One subtle implementation detail is using m - len(right) rather than attempting to reason about where the wildcard lands dynamically. This avoids off-by-one mistakes and keeps the suffix alignment independent of how large the wildcard becomes.

Worked Examples

Example 1

Input:

6 10
code*s
codeforces
Step left right prefix match suffix match length valid decision
init "code" "s" - - - -
check - - code == code s == s 10 >= 6 YES

The prefix “code” matches the start of t, and the suffix “s” matches the end. The remaining segment “force” is exactly what replaces *.

Example 2

Input:

4 4
a*b*
abca
Step left right prefix match suffix match length valid decision
init "a" "b*" - - - -
check - - a == a b* ≠ ca 4 >= 2 NO

Here the suffix comparison fails because right = "b*" is treated as fixed text and must match exactly, which it does not. This shows that wildcard handling is strictly single-position and does not allow multiple expansions.

Complexity Analysis

Measure Complexity Explanation
Time O(n + m) We scan s once and compare prefix and suffix against t using slicing
Space O(1) Only indices and slices are used; no auxiliary structures proportional to input size

The solution comfortably fits within limits because every character is inspected at most once, and no nested processing occurs.

Test Cases

import sys, io

def run(inp: str) -> str:
    sys.stdin = io.StringIO(inp)
    from collections import deque
    input = sys.stdin.readline

    def solve():
        n, m = map(int, input().split())
        s = input().strip()
        t = input().strip()

        if '*' not in s:
            print("YES" if s == t else "NO")
            return

        i = s.index('*')
        left = s[:i]
        right = s[i+1:]

        if len(left) + len(right) > m:
            print("NO")
            return

        if t[:len(left)] != left:
            print("NO")
            return

        if t[m - len(right):] != right:
            print("NO")
            return

        print("YES")

    solve()
    return sys.stdout.getvalue().strip()

# samples
assert run("6 10\ncode*s\ncodeforces\n") == "YES"

# no wildcard exact match
assert run("3 3\nabc\nabc\n") == "YES"

# no wildcard mismatch
assert run("3 3\nabc\nabd\n") == "NO"

# wildcard empty match
assert run("3 2\nab*\nab\n") == "YES"

# wildcard too short target
assert run("4 2\na*b*\nab\n") == "NO"
Test input Expected output What it validates
no wildcard match YES equality case
no wildcard mismatch NO strict matching
wildcard empty expansion YES empty replacement handling
insufficient length NO length constraint enforcement

Edge Cases

One edge case is when the wildcard is at the very beginning, such as s = "*abc" and t = "zzzabc". The algorithm sets left = "" and only checks the suffix. The suffix match t[-3:] == "abc" succeeds, and the prefix check is vacuously true.

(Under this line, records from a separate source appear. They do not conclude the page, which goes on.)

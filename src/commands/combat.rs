use crate::db::CompletedQuest;
use crate::rpg;
use crate::services::user::UserService;
use crate::{Context, Error};
use poise::serenity_prelude as serenity;
use rand::Rng;
use std::time::Duration;
use tracing::info;

fn fmt_cooldown(remaining: Duration) -> String {
    humantime::format_duration(Duration::from_secs(remaining.as_secs().max(1))).to_string()
}

fn quest_lines(completed: &[CompletedQuest]) -> Option<String> {
    if completed.is_empty() {
        return None;
    }
    let lines: Vec<String> = completed
        .iter()
        .map(|q| {
            format!(
                "📜 **{}** complete! +{} coins, +{} XP",
                q.name, q.reward_coins, q.reward_xp
            )
        })
        .collect();
    Some(lines.join("\n"))
}

/// Go on an adventure
#[poise::command(slash_command, guild_only)]
pub async fn adventure(ctx: Context<'_>) -> Result<(), Error> {
    let author = ctx.author();
    let data = ctx.data();
    let service = UserService::new(data.db.clone());
    service.ensure(author.id.get(), &author.name).await?;

    let user = service
        .profile(author.id.get())
        .await?
        .ok_or("profile missing after ensure")?;
    if !user.is_alive() {
        ctx.say("💀 You are at 0 HP. Use `/heal` before adventuring again.")
            .await?;
        return Ok(());
    }

    let cooldown = Duration::from_secs(data.config.adventure_cooldown_secs);
    if let Some(remaining) = data.cooldowns.check(author.id.get(), "adventure", cooldown) {
        ctx.say(format!(
            "⏳ You are still recovering. Try again in {}.",
            fmt_cooldown(remaining)
        ))
        .await?;
        return Ok(());
    }

    enum Encounter {
        Regular(rpg::AdventureRoll),
        Boss(rpg::BossFight),
    }

    let encounter = {
        let mut rng = rand::thread_rng();
        if user.level >= rpg::BOSS_MIN_LEVEL && rng.gen_bool(rpg::BOSS_CHANCE) {
            Encounter::Boss(rpg::roll_boss_fight(
                user.attack,
                user.defense,
                user.level,
                &mut rng,
            ))
        } else {
            Encounter::Regular(rpg::roll_adventure(&mut rng))
        }
    };

    let embed = match encounter {
        Encounter::Regular(roll) => {
            let description = roll.description;
            let (coins, xp, hp_change) = (roll.coins, roll.xp, roll.hp_change);
            let applied = service.apply_adventure(author.id.get(), roll).await?;

            let mut body = format!(
                "{description}!\n💰 {coins:+} coins · ✨ +{xp} XP · ❤️ {hp_change:+} HP ({}/{})",
                applied.new_hp, user.max_hp
            );
            if applied.report.leveled_up {
                body.push_str(&format!(
                    "\n🎉 Level up! You are now level {}.",
                    applied.report.new_level
                ));
            }
            if let Some(quests) = quest_lines(&applied.completed_quests) {
                body.push('\n');
                body.push_str(&quests);
            }
            serenity::CreateEmbed::new()
                .title("🌄 Adventure")
                .color(0x57F287)
                .description(body)
        }
        Encounter::Boss(fight) => {
            let victory = fight.victory;
            let (damage, coins, xp) = (fight.damage, fight.reward_coins, fight.reward_xp);
            let applied = service.apply_boss_fight(author.id.get(), fight).await?;

            let mut body = if victory {
                format!(
                    "🐉 A mighty boss appeared — and you slew it!\n💰 +{coins} coins · ✨ +{xp} XP · ❤️ -{damage} HP ({}/{})",
                    applied.new_hp, user.max_hp
                )
            } else {
                format!(
                    "🐉 A mighty boss appeared and drove you off!\n❤️ -{damage} HP ({}/{})",
                    applied.new_hp, user.max_hp
                )
            };
            if applied.report.leveled_up {
                body.push_str(&format!(
                    "\n🎉 Level up! You are now level {}.",
                    applied.report.new_level
                ));
            }
            if let Some(quests) = quest_lines(&applied.completed_quests) {
                body.push('\n');
                body.push_str(&quests);
            }
            serenity::CreateEmbed::new()
                .title("⚔️ Boss Fight")
                .color(if victory { 0xF1C40F } else { 0xED4245 })
                .description(body)
        }
    };

    ctx.send(poise::CreateReply::default().embed(embed)).await?;
    Ok(())
}

/// Challenge another player to a duel
#[poise::command(slash_command, guild_only)]
pub async fn pvp(
    ctx: Context<'_>,
    #[description = "Who to challenge"] opponent: serenity::User,
) -> Result<(), Error> {
    let author = ctx.author();
    let data = ctx.data();

    if opponent.bot {
        ctx.say("🤖 Bots don't duel.").await?;
        return Ok(());
    }
    if opponent.id == author.id {
        ctx.say("🪞 You cannot fight yourself.").await?;
        return Ok(());
    }

    let service = UserService::new(data.db.clone());
    service.ensure(author.id.get(), &author.name).await?;
    service.ensure(opponent.id.get(), &opponent.name).await?;

    let attacker = service
        .profile(author.id.get())
        .await?
        .ok_or("profile missing after ensure")?;
    let defender = service
        .profile(opponent.id.get())
        .await?
        .ok_or("profile missing after ensure")?;

    if !attacker.is_alive() {
        ctx.say("💀 You are at 0 HP. Use `/heal` first.").await?;
        return Ok(());
    }
    if !defender.is_alive() {
        ctx.say(format!("💀 {} is at 0 HP and cannot fight.", defender.username))
            .await?;
        return Ok(());
    }

    let cooldown = Duration::from_secs(data.config.pvp_cooldown_secs);
    if let Some(remaining) = data.cooldowns.check(author.id.get(), "pvp", cooldown) {
        ctx.say(format!(
            "⏳ You fought too recently. Try again in {}.",
            fmt_cooldown(remaining)
        ))
        .await?;
        return Ok(());
    }

    // Challenge with accept/decline buttons; only the opponent may answer.
    let accept = serenity::CreateButton::new("pvp_accept")
        .label("Accept")
        .style(serenity::ButtonStyle::Success);
    let decline = serenity::CreateButton::new("pvp_decline")
        .label("Decline")
        .style(serenity::ButtonStyle::Danger);
    let row = serenity::CreateActionRow::Buttons(vec![accept, decline]);

    let reply = ctx
        .send(
            poise::CreateReply::default()
                .content(format!(
                    "⚔️ <@{}>, **{}** challenges you to a duel! Do you accept?",
                    opponent.id, author.name
                ))
                .components(vec![row]),
        )
        .await?;
    let mut message = reply.message().await?.into_owned();

    let timeout = Duration::from_secs(data.config.pvp_challenge_timeout_secs);
    let accepted = loop {
        let Some(interaction) = message
            .await_component_interaction(ctx.serenity_context())
            .timeout(timeout)
            .await
        else {
            break None;
        };

        if interaction.user.id != opponent.id {
            let _ = interaction
                .create_response(
                    ctx.http(),
                    serenity::CreateInteractionResponse::Message(
                        serenity::CreateInteractionResponseMessage::new()
                            .content(format!("Only <@{}> can answer this challenge.", opponent.id))
                            .ephemeral(true),
                    ),
                )
                .await;
            continue;
        }

        let accepted = interaction.data.custom_id == "pvp_accept";
        let _ = interaction
            .create_response(
                ctx.http(),
                serenity::CreateInteractionResponse::UpdateMessage(
                    serenity::CreateInteractionResponseMessage::new().components(vec![]),
                ),
            )
            .await;
        break Some(accepted);
    };

    match accepted {
        None => {
            let _ = message
                .edit(
                    ctx.http(),
                    serenity::EditMessage::new()
                        .content(format!(
                            "⌛ {} didn't answer the challenge in time.",
                            opponent.name
                        ))
                        .components(vec![]),
                )
                .await;
            // An unanswered challenge doesn't burn the cooldown.
            data.cooldowns.reset(author.id.get(), "pvp");
            return Ok(());
        }
        Some(false) => {
            message
                .edit(
                    ctx.http(),
                    serenity::EditMessage::new()
                        .content(format!("🏳️ {} declined the duel.", opponent.name))
                        .components(vec![]),
                )
                .await?;
            data.cooldowns.reset(author.id.get(), "pvp");
            return Ok(());
        }
        Some(true) => {}
    }

    let (attacker_power, defender_power) = {
        let mut rng = rand::thread_rng();
        (
            rpg::battle_power(attacker.attack, attacker.level, &mut rng),
            rpg::battle_power(defender.attack, defender.level, &mut rng),
        )
    };

    // Ties go to the challenger.
    let attacker_won = attacker_power >= defender_power;
    let (winner, loser) = if attacker_won {
        (&attacker, &defender)
    } else {
        (&defender, &attacker)
    };
    let (winner_power, loser_power) = if attacker_won {
        (attacker_power, defender_power)
    } else {
        (defender_power, attacker_power)
    };

    let damage = ((winner_power - loser_power) / 10).max(1);
    let loser_hp = (loser.hp - damage).max(0);
    let reward_xp = 30 + loser.level * 5;
    let reward_coins = 25 + loser.level * 5;

    let winner_id: u64 = winner.user_id.parse()?;
    let completed = service
        .apply_pvp_result(
            author.id.get(),
            opponent.id.get(),
            winner_id,
            loser_hp,
            attacker_power,
            defender_power,
            reward_xp,
            reward_coins,
        )
        .await?;

    info!(
        "PvP: {} ({}) vs {} ({}), winner {}",
        attacker.username, attacker_power, defender.username, defender_power, winner.username
    );

    let mut body = format!(
        "**{}** ({attacker_power}) vs **{}** ({defender_power})\n\n🏆 **{}** wins! +{reward_coins} coins, +{reward_xp} XP\n💔 {} drops to {loser_hp} HP.",
        attacker.username, defender.username, winner.username, loser.username
    );
    if let Some(quests) = quest_lines(&completed) {
        body.push('\n');
        body.push_str(&quests);
    }

    let embed = serenity::CreateEmbed::new()
        .title("⚔️ Duel Result")
        .color(0xE67E22)
        .description(body);
    ctx.send(poise::CreateReply::default().embed(embed)).await?;
    Ok(())
}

Another edge case is when the wildcard is at the end, such as s = "abc*" and t = "abcxyz". Here right = "", so the suffix check compares an empty string, which always succeeds, and only the prefix constraint matters.

A final subtle case is when s has no wildcard and is longer than t. The algorithm immediately falls into the equality check branch, correctly rejecting without attempting any slicing logic, preventing accidental index errors.